## Data for this task:
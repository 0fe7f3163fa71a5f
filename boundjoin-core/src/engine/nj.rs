//! Row storage and the neighbour-joining update shared by every formula.

use std::cmp::Ordering;

use rayon::prelude::*;
use tracing::{debug, instrument};

use super::{
    ClusteringEngine, JoinFormula, JoinOutcome, RowMinimum, criterion, duplicates, total_scale,
};
use crate::{
    DistanceMatrix, JoinError, Real,
    error::Result,
    matrix::SquareMatrix,
    tree::{ClusterId, ClusterTree, Link},
};

/// Formula for plain neighbour joining: merged distances are the unweighted
/// average of the two joined rows.
#[derive(Clone, Copy, Debug, Default)]
pub struct NjFormula;

impl<T: Real> JoinFormula<T> for NjFormula {
    const NAME: &'static str = "NJ";

    fn lambda(&self, _a: usize, _b: usize, _row_count: usize) -> T {
        T::HALF
    }

    fn join(&mut self, _a: usize, _b: usize, _lambda: T, _row_count: usize) {}

    fn remove_row(&mut self, _b: usize) {}
}

/// Neighbour-joining engine over a dense distance matrix.
///
/// The engine owns the distance rows, their totals and the growing cluster
/// tree. On its own it performs the classic cubic search through
/// [`NeighbourJoining::construct_tree`]; the bounding layer drives the same
/// engine with a pruned search instead.
#[derive(Clone, Debug)]
pub struct NeighbourJoining<T: Real, F = NjFormula> {
    distances: SquareMatrix<T>,
    row_totals: Vec<T>,
    row_to_cluster: Vec<usize>,
    tree: ClusterTree<T>,
    formula: F,
}

impl<T: Real> NeighbourJoining<T, NjFormula> {
    /// Creates a plain neighbour-joining engine. Labels are discarded.
    #[must_use]
    pub fn new(matrix: DistanceMatrix<T>) -> Self {
        let (_, distances, _) = matrix.into_parts();
        Self::from_parts(distances, NjFormula)
    }
}

impl<T: Real, F: JoinFormula<T>> NeighbourJoining<T, F> {
    pub(super) fn from_parts(distances: SquareMatrix<T>, formula: F) -> Self {
        let size = distances.size();
        let row_totals = (0..size)
            .map(|row| {
                distances
                    .row(row)
                    .iter()
                    .fold(T::ZERO, |total, &value| total + value)
            })
            .collect();
        Self {
            distances,
            row_totals,
            row_to_cluster: (0..size).collect(),
            tree: ClusterTree::with_leaves(size),
            formula,
        }
    }

    /// Builds the tree by repeatedly joining the global criterion minimum.
    ///
    /// # Errors
    /// Returns [`JoinError::InvariantViolation`] if no finite candidate exists
    /// while more than three rows remain.
    #[instrument(
        name = "core.naive_join",
        skip(self),
        fields(algorithm = F::NAME, taxa = self.row_count()),
    )]
    pub fn construct_tree(mut self) -> Result<ClusterTree<T>> {
        while self.row_count() > 3 {
            let best = self.minimum_entry();
            if !best.is_found() {
                return Err(JoinError::invariant(
                    "finite candidate",
                    format_args!("no finite pair among {} rows", self.row_count()),
                ));
            }
            self.cluster(best.column(), best.row())?;
        }
        debug!(clusters = self.cluster_count(), "resolving final rows");
        self.finish()
    }

    fn check_join(&self, a: usize, b: usize) -> Result<()> {
        let rows = self.row_count();
        if a < b && b < rows && rows >= 3 {
            return Ok(());
        }
        Err(JoinError::invariant(
            "join rows",
            format_args!("cannot join rows {a} and {b} with {rows} rows live"),
        ))
    }

    fn remove_row(&mut self, b: usize) -> Option<usize> {
        let last = self.row_count() - 1;
        self.distances.remove_row_and_column(b);
        self.formula.remove_row(b);
        self.row_to_cluster.swap_remove(b);
        self.row_totals.swap_remove(b);
        (b != last).then_some(last)
    }
}

impl<T: Real, F: JoinFormula<T>> ClusteringEngine<T> for NeighbourJoining<T, F> {
    fn algorithm_name(&self) -> &'static str {
        F::NAME
    }

    fn row_count(&self) -> usize {
        self.distances.size()
    }

    fn row(&self, row: usize) -> &[T] {
        self.distances.row(row)
    }

    fn row_totals(&self) -> &[T] {
        &self.row_totals
    }

    fn row_to_cluster(&self) -> &[usize] {
        &self.row_to_cluster
    }

    fn cluster_count(&self) -> usize {
        self.tree.len()
    }

    fn duplicate_groups(&self) -> Vec<Vec<usize>> {
        duplicates::identical_rows(self.row_count(), |row| self.row(row))
            .into_iter()
            .map(|group| group.into_iter().map(|row| self.row_to_cluster[row]).collect())
            .collect()
    }

    fn minimum_entry(&self) -> RowMinimum<T> {
        let rows = self.row_count();
        if rows < 3 {
            return RowMinimum::none(0);
        }
        let scale = total_scale::<T>(rows);
        let totals = &self.row_totals;
        let clusters = &self.row_to_cluster;
        (0..rows)
            .into_par_iter()
            .map(|row| {
                let scaled_row = totals[row] * scale;
                let cluster = clusters[row];
                // Each pair is scored once, in the row of its later cluster.
                // Ties keep the smaller distance, then the earlier cluster.
                self.distances.row(row)[..rows]
                    .iter()
                    .enumerate()
                    .filter(|&(column, _)| clusters[column] < cluster)
                    .map(|(column, &distance)| {
                        let value = criterion(distance, totals[column] * scale, scaled_row);
                        (value, distance, clusters[column], column)
                    })
                    .min_by(|left, right| {
                        left.0
                            .partial_cmp(&right.0)
                            .unwrap_or(Ordering::Equal)
                            .then_with(|| left.1.total_cmp(&right.1))
                            .then_with(|| left.2.cmp(&right.2))
                    })
                    .map_or(RowMinimum::none(row), |(value, _, _, column)| {
                        RowMinimum::pair(row, column, value)
                    })
            })
            .min()
            .unwrap_or(RowMinimum::none(0))
    }

    fn cluster(&mut self, a: usize, b: usize) -> Result<JoinOutcome> {
        self.check_join(a, b)?;
        let rows = self.row_count();
        let scale = total_scale::<T>(rows);
        let d_ab = self.distances.get(a, b);
        let fudge = (self.row_totals[a] - self.row_totals[b]) * T::HALF * scale;
        let length_a = d_ab * T::HALF + fudge;
        let length_b = d_ab * T::HALF - fudge;
        let lambda = self.formula.lambda(a, b, rows);
        let mu = T::ONE - lambda;
        let correction = -(lambda * length_a + mu * length_b);

        let mut merged_total = T::ZERO;
        for other in 0..rows {
            if other == a || other == b {
                continue;
            }
            let d_ai = self.distances.get(a, other);
            let d_bi = self.distances.get(b, other);
            let d_ci = lambda * d_ai + mu * d_bi + correction;
            self.distances.set_symmetric(a, other, d_ci);
            self.row_totals[other] += d_ci - d_ai - d_bi;
            merged_total += d_ci;
        }
        self.row_totals[a] = merged_total;
        self.formula.join(a, b, lambda, rows);

        let merged = self.tree.join(vec![
            Link {
                child: ClusterId::new(self.row_to_cluster[a]),
                length: length_a,
            },
            Link {
                child: ClusterId::new(self.row_to_cluster[b]),
                length: length_b,
            },
        ]);
        self.row_to_cluster[a] = merged.index();
        let moved = self.remove_row(b);
        Ok(JoinOutcome {
            merged: merged.index(),
            row: a,
            vacated: b,
            moved,
        })
    }

    fn finish(mut self) -> Result<ClusterTree<T>> {
        let d = |a: usize, b: usize| self.distances.get(a, b);
        let child = |row: usize| ClusterId::new(self.row_to_cluster[row]);
        let links = match self.row_count() {
            1 => return Ok(self.tree),
            2 => {
                let half = d(0, 1) * T::HALF;
                vec![
                    Link { child: child(0), length: half },
                    Link { child: child(1), length: half },
                ]
            }
            3 => {
                let (d01, d02, d12) = (d(0, 1), d(0, 2), d(1, 2));
                vec![
                    Link { child: child(0), length: (d01 + d02 - d12) * T::HALF },
                    Link { child: child(1), length: (d01 + d12 - d02) * T::HALF },
                    Link { child: child(2), length: (d02 + d12 - d01) * T::HALF },
                ]
            }
            rows => {
                return Err(JoinError::invariant(
                    "final rows",
                    format_args!("cannot resolve {rows} rows into a root"),
                ));
            }
        };
        self.tree.join(links);
        Ok(self.tree)
    }
}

## Required action:
The answer must be every line of the records that contains the word "DistanceMatrix".

## Answer box:
    DistanceMatrix, JoinError, Real,
    pub fn new(matrix: DistanceMatrix<T>) -> Self {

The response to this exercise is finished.